use axum::{routing::get, Json, Router};
use serde::Serialize;
use std::sync::Arc;

use crate::ApiState;

#[derive(Serialize)]
struct HealthResponse {
    status: &'static str,
}

#[derive(Serialize)]
struct VersionResponse {
    name: &'static str,
    version: &'static str,
}

/// Liveness only; does not touch storage.
async fn health_check() -> Json<HealthResponse> {
    Json(HealthResponse { status: "ok" })
}

async fn version() -> Json<VersionResponse> {
    Json(VersionResponse {
        name: env!("CARGO_PKG_NAME"),
        version: env!("CARGO_PKG_VERSION"),
    })
}

pub fn routes() -> Router<Arc<ApiState>> {
    Router::new()
        .route("/health", get(health_check))
        .route("/version", get(version))
}
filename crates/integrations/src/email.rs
//! # Confirmation Email
//!
//! Sends the booking confirmation through an HTTP transactional email API
//! (Resend-compatible JSON). The message carries an HTML body, a plain-text
//! fallback, and an `invite.ics` calendar attachment.

use std::time::Duration as StdDuration;

use async_trait::async_trait;
use base64::{engine::general_purpose::STANDARD, Engine as _};
use chrono::{DateTime, Utc};
use chrono_tz::Tz;
use coachcal_core::models::meeting::BookingConfirmation;
use coachcal_core::schedule::slot_length;
use coachcal_core::store::ConfirmationSender;
use eyre::{eyre, Result, WrapErr};
use handlebars::Handlebars;
use icalendar::{Alarm, Calendar, Component, EventLike, Trigger};
use reqwest::Client;
use serde::Serialize;
use tracing::info;
use uuid::Uuid;

use crate::config::EmailConfig;

const API_TIMEOUT: StdDuration = StdDuration::from_secs(30);
const CALENDAR_STAMP: &str = "%Y%m%dT%H%M%SZ";

const HTML_TEMPLATE_NAME: &str = "confirmation_html";
const TEXT_TEMPLATE_NAME: &str = "confirmation_text";

// `{{...}}` is HTML-escaped by handlebars; the text body uses `{{{...}}}`.
const HTML_TEMPLATE: &str = r#"<!DOCTYPE html>
<html>
<head><meta charset="UTF-8"></head>
<body>
  <div class="container">
    <h1>{{subject}}</h1>
    <p>Hello <strong>{{name}}</strong>,</p>
    <p>Thank you for booking a session.</p>
    <div class="details">
      <div>Date and time: <strong>{{when}}</strong></div>
      <div>Duration: {{minutes}} minutes</div>
      <div>Name: {{name}}</div>
      <div>Email: {{email}}</div>
    </div>
    {{#if meeting_url}}
    <div class="section meeting">
      <h3>Online meeting</h3>
      <p><a href="{{meeting_url}}" class="btn">Join the meeting</a></p>
      <p class="hint">The link opens 10 minutes before the start.</p>
    </div>
    {{/if}}
    <div class="section calendar">
      <h3>Add to your calendar</h3>
      <p><a href="{{calendar_url}}" class="btn">Add to Google Calendar</a></p>
      <p class="hint">Or open the attached invite.ics in Outlook, Apple Calendar and others.</p>
    </div>
    <p>If you need to cancel or reschedule, please get in touch as soon as possible.</p>
    <p class="footer">This is an automated message. Please do not reply.</p>
  </div>
</body>
</html>
"#;

const TEXT_TEMPLATE: &str = "Hello {{{name}}},

Thank you for booking a session.

Date and time: {{{when}}}
Duration: {{minutes}} minutes
Name: {{{name}}}
Email: {{{email}}}
{{#if meeting_url}}
Online meeting:
{{{meeting_url}}}
{{/if}}
Add to Google Calendar:
{{{calendar_url}}}

Or open the attached invite.ics for other calendars.

If you need to cancel or reschedule, please get in touch as soon as possible.

This is an automated message. Please do not reply.
";

#[derive(Debug, Serialize)]
struct SendEmailBody<'a> {
    from: String,
    to: Vec<&'a str>,
    subject: &'a str,
    html: &'a str,
    text: &'a str,
    attachments: Vec<Attachment>,
}

#[derive(Debug, Serialize)]
struct Attachment {
    filename: &'static str,
    content: String,
    content_type: &'static str,
}

/// Values both bodies are rendered from.
#[derive(Debug, Serialize)]
struct ConfirmationView<'a> {
    subject: &'a str,
    name: &'a str,
    email: &'a str,
    when: String,
    minutes: i64,
    meeting_url: Option<&'a str>,
    calendar_url: String,
}

/// Rendered parts of a confirmation email.
#[derive(Debug, Clone)]
pub struct EmailContent {
    pub subject: String,
    pub html: String,
    pub text: String,
    pub ics: String,
}

pub struct EmailSender {
    http: Client,
    config: EmailConfig,
    timezone: Tz,
    templates: Handlebars<'static>,
}

/// Registry holding the HTML and plain-text confirmation bodies.
fn templates() -> Result<Handlebars<'static>> {
    let mut registry = Handlebars::new();
    registry.set_strict_mode(true);
    registry
        .register_template_string(HTML_TEMPLATE_NAME, HTML_TEMPLATE)
        .wrap_err("Failed to register the HTML confirmation template")?;
    registry
        .register_template_string(TEXT_TEMPLATE_NAME, TEXT_TEMPLATE)
        .wrap_err("Failed to register the text confirmation template")?;
    Ok(registry)
}

impl EmailSender {
    /// `timezone` is the zone the appointment time is shown in.
    pub fn new(config: EmailConfig, timezone: Tz) -> Result<Self> {
        Ok(Self {
            http: Client::new(),
            config,
            timezone,
            templates: templates()?,
        })
    }

    pub fn compose(&self, confirmation: &BookingConfirmation) -> Result<EmailContent> {
        let view = ConfirmationView {
            subject: &self.config.subject,
            name: &confirmation.name,
            email: &confirmation.email,
            when: confirmation
                .slot_time
                .with_timezone(&self.timezone)
                .format("%A, %B %-d, %Y at %-I:%M %p %Z")
                .to_string(),
            minutes: slot_length().num_minutes(),
            meeting_url: confirmation.meeting_url.as_deref(),
            calendar_url: google_calendar_url(confirmation),
        };

        let html = self
            .templates
            .render(HTML_TEMPLATE_NAME, &view)
            .wrap_err("Failed to render the HTML confirmation")?;
        let text = self
            .templates
            .render(TEXT_TEMPLATE_NAME, &view)
            .wrap_err("Failed to render the text confirmation")?;

        Ok(EmailContent {
            subject: self.config.subject.clone(),
            html,
            text,
            ics: invite_ics(confirmation, &format!("{}@coachcal", Uuid::new_v4())),
        })
    }
}

#[async_trait]
impl ConfirmationSender for EmailSender {
    async fn send_confirmation(&self, confirmation: &BookingConfirmation) -> Result<()> {
        let content = self.compose(confirmation)?;

        let body = SendEmailBody {
            from: format!("{} <{}>", self.config.from_name, self.config.from),
            to: vec![confirmation.email.as_str()],
            subject: &content.subject,
            html: &content.html,
            text: &content.text,
            attachments: vec![Attachment {
                filename: "invite.ics",
                content: STANDARD.encode(content.ics.as_bytes()),
                content_type: "text/calendar; charset=UTF-8; method=REQUEST",
            }],
        };

        let response = self
            .http
            .post(&self.config.api_url)
            .bearer_auth(&self.config.api_key)
            .json(&body)
            .timeout(API_TIMEOUT)
            .send()
            .await
            .wrap_err("Failed to reach the email API")?;

        let status = response.status();
        if !status.is_success() {
            let body = response.text().await.unwrap_or_default();
            return Err(eyre!("Email API returned status {}: {}", status, body));
        }

        info!("Confirmation email sent to {}", confirmation.email);
        Ok(())
    }
}

/// Prefilled Google Calendar "create event" link for the session.
pub fn google_calendar_url(confirmation: &BookingConfirmation) -> String {
    let start = confirmation.slot_time;
    let end = start + slot_length();
    let title = format!("Coaching session with {}", confirmation.name);

    let mut url = format!(
        "https://calendar.google.com/calendar/render?action=TEMPLATE&text={}&dates={}/{}",
        urlencoding::encode(&title),
        stamp(&start),
        stamp(&end)
    );
    if let Some(meeting_url) = &confirmation.meeting_url {
        url.push_str("&location=");
        url.push_str(&urlencoding::encode(meeting_url));
    }
    url
}

/// Single-event calendar with a 15-minute reminder.
pub fn invite_ics(confirmation: &BookingConfirmation, uid: &str) -> String {
    let start = confirmation.slot_time;
    let summary = format!("Coaching session with {}", confirmation.name);

    let mut description = format!(
        "Your coaching appointment has been confirmed.\n\nClient: {}\nEmail: {}",
        confirmation.name, confirmation.email
    );
    if let Some(meeting_url) = &confirmation.meeting_url {
        description.push_str("\nMeeting: ");
        description.push_str(meeting_url);
    }

    let mut event = icalendar::Event::new();
    event
        .uid(uid)
        .summary(&summary)
        .description(&description)
        .starts(start)
        .ends(start + slot_length())
        .location(confirmation.meeting_url.as_deref().unwrap_or("Online"))
        .add_property("STATUS", "CONFIRMED")
        .add_property("SEQUENCE", "0");
    event.alarm(Alarm::display(
        &format!("Reminder: {} starts in 15 minutes", summary),
        Trigger::before_start(chrono::Duration::minutes(15)),
    ));

    let mut calendar = Calendar::new();
    calendar.push(event.done());
    calendar.done().to_string()
}

fn stamp(instant: &DateTime<Utc>) -> String {
    instant.format(CALENDAR_STAMP).to_string()
}
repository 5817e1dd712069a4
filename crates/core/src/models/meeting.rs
use chrono::{DateTime, Utc};
use serde::{Deserialize, Serialize};

/// What the meeting provider is asked to schedule.
#[derive(Debug, Clone, PartialEq, Eq)]
pub struct MeetingRequest {
    pub name: String,
    pub email: String,
    pub start: DateTime<Utc>,
    pub duration_minutes: i64,
}

/// A meeting issued by the provider. `id` is what cancellation deletes.
#[derive(Debug, Clone, PartialEq, Eq, Serialize, Deserialize)]
pub struct Meeting {
    pub id: String,
    pub join_url: String,
}

/// Everything the confirmation message needs about a fresh booking.
#[derive(Debug, Clone, PartialEq, Eq)]
pub struct BookingConfirmation {
    pub name: String,
    pub email: String,
    pub slot_time: DateTime<Utc>,
    pub meeting_url: Option<String>,
}
pub mod admin;
pub mod slots;
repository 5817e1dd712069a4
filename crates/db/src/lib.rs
pub mod models;
pub mod repositories;
pub mod schema;
pub mod store;

use eyre::Result;
use sqlx::postgres::PgPoolOptions;
use sqlx::{Pool, Postgres};

pub use store::PgSlotStore;

pub type DbPool = Pool<Postgres>;

pub async fn create_pool(database_url: &str) -> Result<DbPool> {
    let pool = PgPoolOptions::new()
        .max_connections(5)
        .connect(database_url)
        .await?;

    Ok(pool)
}
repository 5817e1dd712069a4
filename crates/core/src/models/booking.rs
use chrono::{DateTime, Utc};
use serde::{Deserialize, Serialize};

/// Every booking covers exactly one slot.
pub const SLOT_MINUTES: i64 = 30;

#[derive(Debug, Clone, PartialEq, Eq, Serialize, Deserialize)]
pub struct Booking {
    pub slot_time: DateTime<Utc>,
    pub name: String,
    pub email: String,
    pub created_at: DateTime<Utc>,
    pub duration_minutes: i32,
    pub meeting_ref: Option<String>,
    pub meeting_url: Option<String>,
}

/// A booking about to be inserted; `slot_time` is already normalized.
#[derive(Debug, Clone, PartialEq, Eq)]
pub struct NewBooking {
    pub slot_time: DateTime<Utc>,
    pub name: String,
    pub email: String,
    pub meeting_ref: Option<String>,
    pub meeting_url: Option<String>,
}

#[derive(Debug, Clone, PartialEq, Eq, Serialize, Deserialize)]
pub struct BlockedSlot {
    pub slot_time: DateTime<Utc>,
    pub created_at: DateTime<Utc>,
}

#[derive(Debug, Clone, Default, Serialize, Deserialize)]
pub struct CreateBookingRequest {
    #[serde(default)]
    pub slot_time: String,
    #[serde(default)]
    pub name: String,
    #[serde(default)]
    pub email: String,
}

/// Body of every admin request that targets a single slot.
#[derive(Debug, Clone, Default, Serialize, Deserialize)]
pub struct SlotTimeRequest {
    #[serde(default)]
    pub slot_time: String,
}

#[derive(Debug, Clone, Serialize, Deserialize)]
pub struct CreateBookingResponse {
    pub message: String,
    pub slot_time: String,
    #[serde(skip_serializing_if = "Option::is_none")]
    pub meeting_url: Option<String>,
}

#[derive(Debug, Clone, Serialize, Deserialize)]
pub struct MessageResponse {
    pub message: String,
}

impl MessageResponse {
    pub fn new(message: impl Into<String>) -> Self {
        Self {
            message: message.into(),
        }
    }
}

#[derive(Debug, Clone, Serialize, Deserialize)]
pub struct ClearBlockedResponse {
    pub message: String,
    pub rows_affected: u64,
}
//! Sends one confirmation email for a made-up booking tomorrow at 14:00, to
//! check the email settings end to end.

use chrono::{DateTime, Days, NaiveTime, TimeZone, Utc};
use chrono_tz::Tz;
use clap::Parser;
use coachcal_core::models::meeting::BookingConfirmation;
use coachcal_core::normalize::normalize;
use coachcal_core::schedule::parse_timezone;
use coachcal_core::store::ConfirmationSender;
use coachcal_integrations::{EmailConfig, EmailSender};
use color_eyre::eyre::{eyre, Result, WrapErr};
use dotenv::dotenv;

#[derive(Parser)]
#[command(name = "send-test-email")]
#[command(about = "Send a test booking confirmation using the EMAIL_* settings")]
struct Cli {
    /// Recipient email address
    #[arg(long)]
    to: String,

    /// Recipient name
    #[arg(long, default_value = "Test User")]
    name: String,

    /// Meeting link to include
    #[arg(long)]
    meeting: Option<String>,
}

/// Tomorrow at 14:00 local time, or `None` if that wall-clock time does not exist.
fn sample_slot_time(now: DateTime<Utc>, timezone: &Tz) -> Option<DateTime<Utc>> {
    let tomorrow = now
        .with_timezone(timezone)
        .date_naive()
        .checked_add_days(Days::new(1))?;
    let local = tomorrow.and_time(NaiveTime::from_hms_opt(14, 0, 0)?);
    timezone
        .from_local_datetime(&local)
        .earliest()
        .map(|slot| normalize(&slot))
}

#[tokio::main]
async fn main() -> Result<()> {
    color_eyre::install()?;
    dotenv().ok();
    let cli = Cli::parse();

    let config = EmailConfig::from_env()
        .ok_or_else(|| eyre!("Email is not configured: set EMAIL_API_KEY and EMAIL_FROM"))?;
    let timezone = match std::env::var("BUSINESS_TIMEZONE") {
        Ok(raw) => parse_timezone(&raw).wrap_err("Invalid BUSINESS_TIMEZONE value")?,
        Err(_) => chrono_tz::Europe::Amsterdam,
    };

    let slot_time = sample_slot_time(Utc::now(), &timezone)
        .ok_or_else(|| eyre!("Tomorrow 14:00 does not exist in {}", timezone))?;
    let confirmation = BookingConfirmation {
        name: cli.name,
        email: cli.to,
        slot_time,
        meeting_url: cli.meeting,
    };

    println!("Sending test confirmation");
    println!("  {}", config.summary());
    println!("  To: {} <{}>", confirmation.name, confirmation.email);
    println!(
        "  Slot: {}",
        slot_time
            .with_timezone(&timezone)
            .format("%A, %B %-d, %Y at %-I:%M %p %Z")
    );
    if let Some(url) = &confirmation.meeting_url {
        println!("  Meeting: {}", url);
    }

    let sender = EmailSender::new(config, timezone)?;
    sender
        .send_confirmation(&confirmation)
        .await
        .wrap_err("Failed to send test email")?;

    println!("Test email sent to {}", confirmation.email);
    println!("It may take a few moments to arrive and might land in the spam folder.");
    Ok(())
}
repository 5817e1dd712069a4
use async_trait::async_trait;
use chrono::{DateTime, Utc};
use mockall::mock;

use crate::errors::BookingResult;
use crate::models::booking::{BlockedSlot, Booking, NewBooking};
use crate::models::meeting::{BookingConfirmation, Meeting, MeetingRequest};

// Mock collaborators for testing
mock! {
    pub SlotRepo {}

    #[async_trait]
    impl crate::store::SlotStore for SlotRepo {
        async fn list_bookings(&self) -> BookingResult<Vec<Booking>>;

        async fn list_blocked_slots(&self) -> BookingResult<Vec<BlockedSlot>>;

        async fn find_booking(&self, slot_time: DateTime<Utc>) -> BookingResult<Option<Booking>>;

        async fn is_blocked(&self, slot_time: DateTime<Utc>) -> BookingResult<bool>;

        async fn insert_booking(&self, booking: NewBooking) -> BookingResult<Booking>;

        async fn delete_booking(&self, slot_time: DateTime<Utc>) -> BookingResult<Option<Booking>>;

        async fn insert_blocked_slot(&self, slot_time: DateTime<Utc>) -> BookingResult<BlockedSlot>;

        async fn delete_blocked_slot(&self, slot_time: DateTime<Utc>) -> BookingResult<bool>;

        async fn clear_blocked_slots(&self) -> BookingResult<u64>;
    }
}

mock! {
    pub MeetingApi {}

    #[async_trait]
    impl crate::store::MeetingProvider for MeetingApi {
        async fn create_meeting(&self, request: &MeetingRequest) -> eyre::Result<Meeting>;

        async fn delete_meeting(&self, meeting_ref: &str) -> eyre::Result<()>;
    }
}

mock! {
    pub Mailer {}

    #[async_trait]
    impl crate::store::ConfirmationSender for Mailer {
        async fn send_confirmation(&self, confirmation: &BookingConfirmation) -> eyre::Result<()>;
    }
}
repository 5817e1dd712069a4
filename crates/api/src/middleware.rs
pub mod error_handling;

^^^^^^^^

→ **Exercise brief**
Report each line in the data that holds the word "filename".

→ **Answer box**
filename crates/integrations/src/email.rs
    filename: &'static str,
                filename: "invite.ics",
filename crates/core/src/models/meeting.rs
filename crates/db/src/lib.rs
filename crates/core/src/models/booking.rs
filename crates/api/src/middleware.rs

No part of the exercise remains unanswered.